Earlier in 2017, Elliott claimed a 9.2% stake of AthenaHealth while reporting actual stock  holdings of just under 1%8 and pushed for changes there. AthenaHealth’s then CEO Jonathan  Bush said operating in that context was like having a “gun to your head”, and he came to regret  the cost cuts he made because of the harmful effects they had on the morale of employees  and overall culture of the company.9 

Closing the 13-F and 13-D loopholes will not end hedge fund demands, but it would end the  additional unfair advantage of surprise, allowing company management to understand those positions both before and following such demands.  
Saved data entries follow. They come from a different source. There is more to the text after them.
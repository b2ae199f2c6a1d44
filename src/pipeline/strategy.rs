//! Per-event notification decisions and payload formatting.

use crate::error::Result;
use crate::sensor::data::{Event, TemperatureUnit};

/// Decides whether an event triggers a notification and renders its payload.
pub trait NotifyStrategy: Send {
    /// Evaluate one event. Events are fed in arrival order and the strategy
    /// may update internal state on every call.
    fn should_notify(&mut self, event: &Event) -> bool;

    /// Render the outbound payload for an event.
    fn decorate(&self, event: &Event) -> Result<String>;
}

/// Notifies on every event and forwards it untouched.
#[derive(Debug, Clone, Copy, Default)]
pub struct PassThroughStrategy;

impl NotifyStrategy for PassThroughStrategy {
    fn should_notify(&mut self, _event: &Event) -> bool {
        true
    }

    fn decorate(&self, event: &Event) -> Result<String> {
        Ok(event.as_str().to_string())
    }
}

/// Rising-edge threshold detector.
///
/// Fires once when the temperature goes above the threshold and stays quiet
/// until a reading at or below the threshold re-arms it. Payloads are
/// converted to the output unit chosen at construction and rendered with
/// three decimals, e.g. `34.600 C`.
#[derive(Debug, Clone)]
pub struct ThresholdStrategy {
    threshold: f64,
    unit: TemperatureUnit,
    exceeded: bool,
}

impl ThresholdStrategy {
    /// `threshold` is in degrees Celsius, like the readings it is compared to.
    pub fn new(threshold: f64, unit: TemperatureUnit) -> Self {
        Self {
            threshold,
            unit,
            exceeded: false,
        }
    }

    pub fn celsius(threshold: f64) -> Self {
        Self::new(threshold, TemperatureUnit::Celsius)
    }

    pub fn fahrenheit(threshold: f64) -> Self {
        Self::new(threshold, TemperatureUnit::Fahrenheit)
    }

    pub fn threshold(&self) -> f64 {
        self.threshold
    }

    pub fn unit(&self) -> TemperatureUnit {
        self.unit
    }

    /// Whether the last evaluated value was above the threshold.
    pub fn is_exceeded(&self) -> bool {
        self.exceeded
    }
}

impl NotifyStrategy for ThresholdStrategy {
    fn should_notify(&mut self, event: &Event) -> bool {
        let value = match event.value() {
            Ok(value) => value,
            Err(_) => {
                tracing::warn!(event = %event, "Could not process event, will not notify");
                return false;
            }
        };

        let above = value > self.threshold;
        let rising = above && !self.exceeded;
        self.exceeded = above;

        if rising {
            tracing::info!(value, threshold = self.threshold, "Threshold exceeded");
        }
        rising
    }

    fn decorate(&self, event: &Event) -> Result<String> {
        let celsius = event.value()?;
        Ok(format!(
            "{:.3} {}",
            self.unit.from_celsius(celsius),
            self.unit.suffix()
        ))
    }
}
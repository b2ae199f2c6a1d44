//! The control loop tying watcher, strategy and notifier together.

use crate::error::{MonitorError, Result};
use crate::notifier::Notifier;
use crate::pipeline::{strategy::NotifyStrategy, watcher::Watcher};
use crate::sensor::data::Event;
use serde::{Deserialize, Serialize};
use tokio::sync::watch;

/// Lifecycle of a [`Controller`]. `Stopped` is terminal.
#[derive(Debug, Clone, Copy, PartialEq, Eq, Serialize, Deserialize)]
pub enum ControllerState {
    Idle,
    Running,
    Stopped,
}

/// Counters for one controller run.
#[derive(Debug, Clone, Copy, Default, PartialEq, Eq, Serialize, Deserialize)]
pub struct RunSummary {
    /// Events taken off the watcher
    pub events_seen: u64,
    /// Notifications the endpoint accepted
    pub notifications_sent: u64,
    /// Events that passed the strategy but could not be decorated
    pub decorate_failures: u64,
    /// Notifications that failed in transport or with a bad status
    pub notify_failures: u64,
}

/// Create a linked stop handle and signal.
pub fn stop_channel() -> (StopHandle, StopSignal) {
    let (tx, rx) = watch::channel(false);
    (StopHandle(tx), StopSignal(rx))
}

/// Fires the stop signal. Dropping the handle also counts as a stop.
#[derive(Debug)]
pub struct StopHandle(watch::Sender<bool>);

impl StopHandle {
    pub fn stop(&self) {
        self.0.send_replace(true);
    }
}

/// Observed by the controller once per loop iteration.
#[derive(Debug, Clone)]
pub struct StopSignal(watch::Receiver<bool>);

impl StopSignal {
    pub fn is_stopped(&self) -> bool {
        *self.0.borrow() || self.0.has_changed().is_err()
    }

    /// Resolve once a stop has been requested.
    pub async fn stopped(&mut self) {
        // An error means the handle is gone, which is a stop as well.
        let _ = self.0.wait_for(|stopped| *stopped).await;
    }
}

/// Runs the poll -> decide -> decorate -> notify loop.
pub struct Controller<W, S, N> {
    stop: StopSignal,
    watcher: W,
    strategy: S,
    notifier: N,
    state: ControllerState,
    summary: RunSummary,
}

impl<W, S, N> Controller<W, S, N>
where
    W: Watcher,
    S: NotifyStrategy,
    N: Notifier,
{
    pub fn new(stop: StopSignal, watcher: W, strategy: S, notifier: N) -> Self {
        Self {
            stop,
            watcher,
            strategy,
            notifier,
            state: ControllerState::Idle,
            summary: RunSummary::default(),
        }
    }

    pub fn state(&self) -> ControllerState {
        self.state
    }

    pub fn summary(&self) -> RunSummary {
        self.summary
    }

    pub fn strategy(&self) -> &S {
        &self.strategy
    }

    /// Start the watcher and process events until stopped.
    ///
    /// Returns when the stop signal fires or the watcher's event stream ends.
    /// A notification already in flight is allowed to finish; no event is
    /// taken off the watcher once the stop has been observed.
    pub async fn start(&mut self) -> Result<RunSummary> {
        if self.state != ControllerState::Idle {
            return Err(MonitorError::controller_error(format!(
                "Cannot start a controller in state {:?}",
                self.state
            )));
        }

        if let Err(err) = self.watcher.watch() {
            self.state = ControllerState::Stopped;
            return Err(err);
        }
        self.state = ControllerState::Running;
        tracing::info!("Controller running");

        loop {
            if self.stop.is_stopped() {
                tracing::info!("Stop requested");
                break;
            }

            let next = tokio::select! {
                biased;
                _ = self.stop.stopped() => {
                    tracing::info!("Stop requested");
                    break;
                }
                event = self.watcher.next_event() => event,
            };

            let Some(event) = next else {
                tracing::warn!("Watcher event stream ended");
                break;
            };
            self.handle_event(event).await;
        }

        self.state = ControllerState::Stopped;
        tracing::info!(
            events = self.summary.events_seen,
            sent = self.summary.notifications_sent,
            "Controller stopped"
        );
        Ok(self.summary)
    }

    async fn handle_event(&mut self, event: Event) {
        self.summary.events_seen += 1;

        if !self.strategy.should_notify(&event) {
            return;
        }

        let payload = match self.strategy.decorate(&event) {
            Ok(payload) => payload,
            Err(err) => {
                tracing::warn!(event = %event, error = %err, "Could not transform event");
                self.summary.decorate_failures += 1;
                return;
            }
        };

        match self.notifier.notify(&payload).await {
            Ok(()) => {
                self.summary.notifications_sent += 1;
                tracing::info!(payload = %payload, "Notification sent");
            }
            Err(err) => {
                self.summary.notify_failures += 1;
                tracing::error!(payload = %payload, error = %err, "Error during notify");
            }
        }
    }
}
Closing these loopholes would also end a significant distortion in corporate governance in  which owners of a large percentage of shares must rightly put other shareholders on notice of  their stake, but hedge funds can mask their ownership and their incentives through the use of  complex financial products.  

Recommendations 

We urge the SEC move swiftly to close these loopholes and to cut down on the reporting lag on  both Forms 13-F and 13-D so that basic reporting requirements apply no matter how positions  are constructed. 

Specifically: 

  1. Total return swaps (TRS) and contract for differences (CFDs), which do not bring voting  rights, but have the same economic exposure as shares, should be required to be  reported on both Forms 13-F and 13-D to give a clearer picture of how much an  institutional investor owns in a stock. 
  2. While long options positions must be reported on both 13-F and 13-D reports, short  options such as selling puts (similar to being long a stock) or selling calls (similar to  shorting a stock) are not currently subject to the same requirements. Reporting should  be required for these instruments as well so that funds cannot use them to avoid  scrutiny.  
  3. Quarterly 13-F reports should be updated to require disclosure of short positions. Other investors should not be left in the dark as to which funds have vested interests against a  company 
  4. Given the significant improvements in technology since the timelines were set, both the  10-day deadline to file Form 13-D and the 45 days after quarter end deadline to file  Form 13-F should be significantly shortened in order to provide investors with more up  to date information 

We are encouraged to see that an expansion of the Form 13-F and 13-D reporting requirements  to include derivatives is on the Commission’s agenda.10 We strongly encourage the Commission  to follow through and close these long running loopholes in order to create safer and more  transparent public markets.